WHAT YOU WILL DO: Search the entries below for "storage". Report each line where it occurs.

RAW DATA:
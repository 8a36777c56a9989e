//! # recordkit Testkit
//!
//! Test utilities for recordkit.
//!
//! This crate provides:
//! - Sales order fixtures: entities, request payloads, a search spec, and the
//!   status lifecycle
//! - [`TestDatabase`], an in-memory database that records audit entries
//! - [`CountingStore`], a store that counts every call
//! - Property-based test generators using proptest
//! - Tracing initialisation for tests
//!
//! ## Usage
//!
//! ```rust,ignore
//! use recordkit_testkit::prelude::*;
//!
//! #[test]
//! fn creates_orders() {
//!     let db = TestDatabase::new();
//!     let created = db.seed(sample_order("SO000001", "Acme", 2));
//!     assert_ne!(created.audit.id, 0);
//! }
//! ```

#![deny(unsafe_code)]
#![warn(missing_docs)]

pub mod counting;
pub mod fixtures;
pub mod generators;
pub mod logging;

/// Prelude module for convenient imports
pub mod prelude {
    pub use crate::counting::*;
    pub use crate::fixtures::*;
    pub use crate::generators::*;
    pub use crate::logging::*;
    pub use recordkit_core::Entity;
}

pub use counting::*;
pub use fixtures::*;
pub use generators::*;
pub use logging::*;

==

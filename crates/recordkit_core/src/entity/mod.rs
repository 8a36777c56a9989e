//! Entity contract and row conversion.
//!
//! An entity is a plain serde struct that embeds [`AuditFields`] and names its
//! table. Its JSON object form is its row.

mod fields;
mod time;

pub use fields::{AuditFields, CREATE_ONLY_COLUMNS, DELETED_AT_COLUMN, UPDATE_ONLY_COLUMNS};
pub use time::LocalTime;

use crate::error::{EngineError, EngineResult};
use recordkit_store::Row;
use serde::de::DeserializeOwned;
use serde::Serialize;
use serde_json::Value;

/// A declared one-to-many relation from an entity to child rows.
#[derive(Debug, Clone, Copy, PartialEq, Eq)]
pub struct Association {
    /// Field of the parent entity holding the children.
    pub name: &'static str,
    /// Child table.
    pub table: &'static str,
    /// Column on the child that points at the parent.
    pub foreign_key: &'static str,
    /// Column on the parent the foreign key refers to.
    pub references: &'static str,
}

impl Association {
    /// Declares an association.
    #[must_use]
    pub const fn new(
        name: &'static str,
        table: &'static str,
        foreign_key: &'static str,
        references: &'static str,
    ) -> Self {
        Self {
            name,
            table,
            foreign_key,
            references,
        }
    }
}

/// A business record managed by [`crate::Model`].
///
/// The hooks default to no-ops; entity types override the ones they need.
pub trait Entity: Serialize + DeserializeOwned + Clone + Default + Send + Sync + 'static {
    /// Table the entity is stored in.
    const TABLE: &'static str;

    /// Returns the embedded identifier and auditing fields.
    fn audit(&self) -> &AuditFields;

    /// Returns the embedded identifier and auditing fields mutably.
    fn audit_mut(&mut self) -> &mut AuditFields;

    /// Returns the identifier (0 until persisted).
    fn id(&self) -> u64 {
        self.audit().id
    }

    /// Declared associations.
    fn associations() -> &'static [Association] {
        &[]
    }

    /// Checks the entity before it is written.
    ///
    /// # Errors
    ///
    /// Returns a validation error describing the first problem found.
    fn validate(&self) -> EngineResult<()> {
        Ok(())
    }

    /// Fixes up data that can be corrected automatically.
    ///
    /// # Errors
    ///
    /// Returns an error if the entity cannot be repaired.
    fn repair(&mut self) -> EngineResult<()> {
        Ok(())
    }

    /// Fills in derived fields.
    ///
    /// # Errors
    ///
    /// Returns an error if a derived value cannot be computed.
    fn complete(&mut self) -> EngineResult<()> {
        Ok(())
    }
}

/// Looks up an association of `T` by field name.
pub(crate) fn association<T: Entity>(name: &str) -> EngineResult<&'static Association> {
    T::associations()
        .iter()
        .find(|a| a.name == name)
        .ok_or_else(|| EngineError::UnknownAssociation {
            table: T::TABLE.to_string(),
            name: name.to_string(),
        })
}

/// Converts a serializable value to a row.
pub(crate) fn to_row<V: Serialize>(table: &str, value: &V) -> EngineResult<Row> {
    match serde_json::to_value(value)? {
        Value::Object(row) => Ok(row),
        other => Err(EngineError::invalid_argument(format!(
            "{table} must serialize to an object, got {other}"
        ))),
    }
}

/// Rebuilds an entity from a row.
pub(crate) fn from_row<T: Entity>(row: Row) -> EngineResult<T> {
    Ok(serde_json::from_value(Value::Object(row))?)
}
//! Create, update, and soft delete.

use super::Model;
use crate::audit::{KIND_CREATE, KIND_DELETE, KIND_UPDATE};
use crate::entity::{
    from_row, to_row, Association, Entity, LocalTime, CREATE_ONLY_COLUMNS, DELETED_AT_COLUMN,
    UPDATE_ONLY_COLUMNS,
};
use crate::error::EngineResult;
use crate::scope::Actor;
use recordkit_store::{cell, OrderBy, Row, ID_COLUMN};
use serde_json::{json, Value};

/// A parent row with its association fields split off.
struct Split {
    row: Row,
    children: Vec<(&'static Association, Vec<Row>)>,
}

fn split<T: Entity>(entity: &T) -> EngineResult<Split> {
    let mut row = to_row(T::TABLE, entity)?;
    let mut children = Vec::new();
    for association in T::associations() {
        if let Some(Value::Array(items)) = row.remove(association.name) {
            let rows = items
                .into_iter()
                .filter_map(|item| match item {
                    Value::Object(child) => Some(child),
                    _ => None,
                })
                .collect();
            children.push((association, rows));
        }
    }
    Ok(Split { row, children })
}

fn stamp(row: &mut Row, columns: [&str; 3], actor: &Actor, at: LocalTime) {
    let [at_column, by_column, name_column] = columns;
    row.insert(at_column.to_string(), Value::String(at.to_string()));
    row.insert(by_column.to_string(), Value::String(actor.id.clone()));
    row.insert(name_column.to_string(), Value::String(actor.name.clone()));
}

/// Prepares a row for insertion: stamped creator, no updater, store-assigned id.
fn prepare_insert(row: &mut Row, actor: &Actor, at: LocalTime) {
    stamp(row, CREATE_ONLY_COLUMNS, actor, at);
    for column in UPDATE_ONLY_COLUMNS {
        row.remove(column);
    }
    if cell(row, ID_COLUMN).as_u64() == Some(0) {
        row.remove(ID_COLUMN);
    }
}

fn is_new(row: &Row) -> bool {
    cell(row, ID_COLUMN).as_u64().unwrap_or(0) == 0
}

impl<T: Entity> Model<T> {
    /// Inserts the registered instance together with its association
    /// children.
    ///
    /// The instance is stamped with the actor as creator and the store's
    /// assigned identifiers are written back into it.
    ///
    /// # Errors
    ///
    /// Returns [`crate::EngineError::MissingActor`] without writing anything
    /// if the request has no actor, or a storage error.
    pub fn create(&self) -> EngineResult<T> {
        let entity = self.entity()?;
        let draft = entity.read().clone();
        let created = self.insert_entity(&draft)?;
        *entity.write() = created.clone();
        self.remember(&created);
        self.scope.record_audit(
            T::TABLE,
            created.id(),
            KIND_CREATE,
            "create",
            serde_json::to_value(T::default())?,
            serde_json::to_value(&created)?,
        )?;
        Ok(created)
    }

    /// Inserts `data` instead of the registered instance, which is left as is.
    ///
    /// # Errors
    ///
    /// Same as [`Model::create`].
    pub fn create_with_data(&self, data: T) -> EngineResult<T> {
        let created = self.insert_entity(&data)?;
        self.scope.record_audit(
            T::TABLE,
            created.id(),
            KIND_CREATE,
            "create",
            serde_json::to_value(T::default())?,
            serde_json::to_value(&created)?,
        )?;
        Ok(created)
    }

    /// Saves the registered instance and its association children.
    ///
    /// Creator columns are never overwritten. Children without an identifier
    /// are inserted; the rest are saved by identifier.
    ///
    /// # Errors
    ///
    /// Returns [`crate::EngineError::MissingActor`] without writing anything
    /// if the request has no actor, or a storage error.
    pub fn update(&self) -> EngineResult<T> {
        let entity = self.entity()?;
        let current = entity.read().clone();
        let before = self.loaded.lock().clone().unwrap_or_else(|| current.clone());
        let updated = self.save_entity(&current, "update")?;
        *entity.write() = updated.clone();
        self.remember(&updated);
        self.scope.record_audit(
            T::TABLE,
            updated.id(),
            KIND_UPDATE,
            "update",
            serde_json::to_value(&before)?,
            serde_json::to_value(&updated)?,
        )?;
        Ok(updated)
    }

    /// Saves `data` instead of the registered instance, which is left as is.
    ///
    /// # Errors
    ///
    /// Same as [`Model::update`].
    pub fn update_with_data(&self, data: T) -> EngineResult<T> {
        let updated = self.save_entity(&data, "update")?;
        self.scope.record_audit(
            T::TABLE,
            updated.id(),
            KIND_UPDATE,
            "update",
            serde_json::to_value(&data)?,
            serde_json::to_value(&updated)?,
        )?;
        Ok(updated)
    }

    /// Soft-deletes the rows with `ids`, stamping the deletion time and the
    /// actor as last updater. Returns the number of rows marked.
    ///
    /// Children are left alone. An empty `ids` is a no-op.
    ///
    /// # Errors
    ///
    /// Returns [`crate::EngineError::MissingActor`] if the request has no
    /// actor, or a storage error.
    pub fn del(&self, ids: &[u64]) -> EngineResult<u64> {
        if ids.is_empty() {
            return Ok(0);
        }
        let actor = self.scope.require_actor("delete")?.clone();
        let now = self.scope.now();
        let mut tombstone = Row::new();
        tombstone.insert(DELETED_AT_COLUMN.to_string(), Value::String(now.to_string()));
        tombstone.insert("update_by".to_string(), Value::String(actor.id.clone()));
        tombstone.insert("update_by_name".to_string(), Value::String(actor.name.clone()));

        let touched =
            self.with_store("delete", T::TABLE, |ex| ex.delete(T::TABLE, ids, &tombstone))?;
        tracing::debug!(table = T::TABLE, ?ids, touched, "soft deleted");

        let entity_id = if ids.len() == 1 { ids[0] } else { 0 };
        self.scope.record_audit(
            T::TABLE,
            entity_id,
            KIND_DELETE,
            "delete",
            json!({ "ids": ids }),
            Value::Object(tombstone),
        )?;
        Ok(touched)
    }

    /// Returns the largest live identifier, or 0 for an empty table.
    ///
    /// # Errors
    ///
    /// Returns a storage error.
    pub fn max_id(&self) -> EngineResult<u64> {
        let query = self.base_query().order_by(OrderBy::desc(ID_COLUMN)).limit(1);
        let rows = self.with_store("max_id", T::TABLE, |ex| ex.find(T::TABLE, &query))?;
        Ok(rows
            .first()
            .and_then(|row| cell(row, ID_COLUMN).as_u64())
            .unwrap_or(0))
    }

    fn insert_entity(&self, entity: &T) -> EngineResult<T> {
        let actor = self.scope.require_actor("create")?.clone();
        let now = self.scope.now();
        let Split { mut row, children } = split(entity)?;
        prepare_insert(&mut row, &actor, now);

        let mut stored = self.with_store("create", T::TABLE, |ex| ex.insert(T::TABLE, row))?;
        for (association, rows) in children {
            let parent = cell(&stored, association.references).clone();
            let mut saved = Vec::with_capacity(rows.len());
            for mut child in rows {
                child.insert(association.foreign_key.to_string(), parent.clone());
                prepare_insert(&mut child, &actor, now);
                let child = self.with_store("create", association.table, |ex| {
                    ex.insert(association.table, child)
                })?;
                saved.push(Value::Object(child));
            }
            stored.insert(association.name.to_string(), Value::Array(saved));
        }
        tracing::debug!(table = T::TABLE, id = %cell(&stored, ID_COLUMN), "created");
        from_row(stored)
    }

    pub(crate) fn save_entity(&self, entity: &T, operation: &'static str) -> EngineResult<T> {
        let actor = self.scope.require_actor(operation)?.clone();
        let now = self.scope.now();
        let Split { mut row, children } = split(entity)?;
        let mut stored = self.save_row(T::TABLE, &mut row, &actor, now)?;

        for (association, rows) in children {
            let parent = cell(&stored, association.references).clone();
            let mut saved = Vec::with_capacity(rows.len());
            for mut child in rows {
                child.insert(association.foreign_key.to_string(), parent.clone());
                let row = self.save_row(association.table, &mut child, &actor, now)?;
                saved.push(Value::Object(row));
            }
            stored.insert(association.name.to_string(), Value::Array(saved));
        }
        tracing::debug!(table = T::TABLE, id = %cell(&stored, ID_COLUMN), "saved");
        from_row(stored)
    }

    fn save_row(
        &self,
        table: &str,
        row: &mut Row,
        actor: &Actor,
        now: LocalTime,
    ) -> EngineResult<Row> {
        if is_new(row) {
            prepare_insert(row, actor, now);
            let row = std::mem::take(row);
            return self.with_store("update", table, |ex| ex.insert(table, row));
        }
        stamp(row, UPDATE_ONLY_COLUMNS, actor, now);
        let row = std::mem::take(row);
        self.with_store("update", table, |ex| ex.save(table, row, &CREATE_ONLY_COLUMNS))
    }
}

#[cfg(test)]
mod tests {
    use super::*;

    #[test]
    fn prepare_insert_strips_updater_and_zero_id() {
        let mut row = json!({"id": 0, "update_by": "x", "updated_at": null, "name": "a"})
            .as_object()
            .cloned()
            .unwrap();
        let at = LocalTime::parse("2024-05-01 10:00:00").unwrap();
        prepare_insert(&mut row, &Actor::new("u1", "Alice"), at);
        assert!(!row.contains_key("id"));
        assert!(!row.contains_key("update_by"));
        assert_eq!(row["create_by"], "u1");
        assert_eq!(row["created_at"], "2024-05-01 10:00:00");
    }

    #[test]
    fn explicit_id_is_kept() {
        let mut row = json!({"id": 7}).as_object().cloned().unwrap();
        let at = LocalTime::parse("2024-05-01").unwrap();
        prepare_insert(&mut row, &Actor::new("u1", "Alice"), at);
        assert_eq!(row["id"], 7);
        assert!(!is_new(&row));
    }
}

EXERCISE SOLUTION:
    /// if the request has no actor, or a storage error.
    /// if the request has no actor, or a storage error.
    /// actor, or a storage error.
    /// Returns a storage error.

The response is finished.